30. Have a family “read and feed.” Provide favorite snacks, pillows, blankets and a great book to read together.

31. Put all your Christmas cards into a pile. Draw one card a week, and pray for that family.

32. Mac and cheese by candlelight? Why not! Share a special, formal dinner with your family. Put on Strauss, dress in your Sunday best, and set out Grandma’s china.  

33. Make a point of noticing the positives in your spouse and children. Let them know what you see.  

34. Make a list of 12 parks in the city. Picnic at one each month.

35. Choose a “family song.” Whenever it plays, the whole family has to come into the room and dance. Even if they’re in their jammies.

36. Create a family “quote board.” Whenever someone says something funny or strange, post it on the board for everyone to see.   

37. Once a month, go on a completely new family adventure. Ride your bikes to an ice-cream shop, take in a community theater play, or sleep under the stars.

38. Break the routine once in a while. Eat ice cream for breakfast and cereal for dinner.   

39. Pick a night of the week to be “No-Screen Night.” Turn off all computers and televisions to do something fun as a family. 

40. Make pizza together. Everyone chooses his or her own topping.

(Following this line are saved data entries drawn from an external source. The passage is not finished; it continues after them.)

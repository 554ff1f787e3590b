//! Error types for the dispatch core
//!
//! [`DispatchError`] is the taxonomy every failed invocation is reduced to.
//! Its `Display` output is the user-facing text placed in the error result's
//! text item, so it is written for the remote caller rather than for logs.

use serde::{Deserialize, Serialize};
use thiserror::Error;

/// Result type for dispatch operations
pub type DispatchResult<T> = Result<T, DispatchError>;

/// Reasons an invocation can fail before, during or after tool execution.
#[derive(Debug, Clone, PartialEq, Eq, Error, Serialize, Deserialize)]
#[serde(tag = "kind", rename_all = "snake_case")]
pub enum DispatchError {
    /// No tool is registered under the requested name
    #[error("未知工具: {name}")]
    ToolNotFound { name: String },

    /// A required argument was absent, null or empty
    #[error("错误：缺少参数 {field}")]
    MissingArguments { field: String },

    /// An argument was present but had the wrong type or format
    #[error("错误：参数 {field} {reason}")]
    ValidationFailed { field: String, reason: String },

    /// The tool itself failed, panicked or timed out
    #[error("执行工具失败: {cause}")]
    ExecutionFailed { cause: String },
}

impl DispatchError {
    pub fn tool_not_found(name: impl Into<String>) -> Self {
        Self::ToolNotFound { name: name.into() }
    }

    pub fn missing(field: impl Into<String>) -> Self {
        Self::MissingArguments {
            field: field.into(),
        }
    }

    pub fn invalid(field: impl Into<String>, reason: impl Into<String>) -> Self {
        Self::ValidationFailed {
            field: field.into(),
            reason: reason.into(),
        }
    }

    pub fn execution(cause: impl Into<String>) -> Self {
        Self::ExecutionFailed {
            cause: cause.into(),
        }
    }

    /// Stable snake_case identifier, matching the serialized `kind` tag.
    pub fn kind(&self) -> &'static str {
        match self {
            Self::ToolNotFound { .. } => "tool_not_found",
            Self::MissingArguments { .. } => "missing_arguments",
            Self::ValidationFailed { .. } => "validation_failed",
            Self::ExecutionFailed { .. } => "execution_failed",
        }
    }

    /// Argument name the error refers to, if any.
    pub fn field(&self) -> Option<&str> {
        match self {
            Self::MissingArguments { field } | Self::ValidationFailed { field, .. } => Some(field),
            _ => None,
        }
    }
}

/// Failure reported by a tool implementation.
///
/// Converted into [`DispatchError`] at the executor boundary.
#[derive(Debug, Clone, PartialEq, Eq, Error)]
pub enum ToolFailure {
    /// The arguments passed schema validation but the tool rejected them
    #[error("argument '{field}' rejected: {reason}")]
    InvalidArgument { field: String, reason: String },

    /// Any other failure while producing output
    #[error("{0}")]
    Failed(String),
}

impl ToolFailure {
    pub fn invalid_argument(field: impl Into<String>, reason: impl Into<String>) -> Self {
        Self::InvalidArgument {
            field: field.into(),
            reason: reason.into(),
        }
    }

    pub fn failed(message: impl Into<String>) -> Self {
        Self::Failed(message.into())
    }
}

impl From<ToolFailure> for DispatchError {
    fn from(failure: ToolFailure) -> Self {
        match failure {
            ToolFailure::InvalidArgument { field, reason } => {
                DispatchError::ValidationFailed { field, reason }
            }
            ToolFailure::Failed(cause) => DispatchError::ExecutionFailed { cause },
        }
    }
}

/// Errors raised while building an input schema
#[derive(Debug, Error)]
pub enum SchemaError {
    #[error("required field '{0}' is not a declared property")]
    UndeclaredRequired(String),

    #[error("property '{0}' is declared more than once")]
    DuplicateProperty(String),

    #[error("invalid pattern for property '{field}': {source}")]
    InvalidPattern {
        field: String,
        #[source]
        source: regex::Error,
    },
}

/// Errors raised while building a tool registry
#[derive(Debug, Error)]
pub enum RegistryError {
    #[error("tool '{0}' is already registered")]
    DuplicateTool(String),

    #[error("tool name must not be empty")]
    EmptyName,
}

/// Errors raised when decoding an encoded content item
#[derive(Debug, Error)]
pub enum ContentError {
    #[error("unsupported file encoding '{0}'")]
    UnsupportedEncoding(String),

    #[error("invalid base64 payload: {0}")]
    InvalidBase64(#[from] base64::DecodeError),
}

41. Write a love letter to your spouse. Sign your pet name. 

42. Research New Year’s traditions from the countries of your heritage. Pass them on to your family.  

43. Make every Sunday night a “compliment night.” Kind words can be shared verbally or left under the pillow.

44. This year, skip at least two events that you planned on attending. Put on your pajamas, and watch a movie together.   

45. Pray a blessing over your child each morning.

46. Once a month, invite a family over for dinner on the spur of the moment. The house will be messy, the food will be delivered, and the evening will be fantastic!

47. Play every family game in your closet.  

48. Make the start of the week a bit easier with “Messy Mondays.” Give your family a “pass” on making their beds and picking up their rooms.

49. Celebrate the little stuff. Hang banners for goal scorers and shoe-tying experts.  Honor tooth losers by serving pudding for dessert.

50. Resolve not to make any more New Year’s resolutions!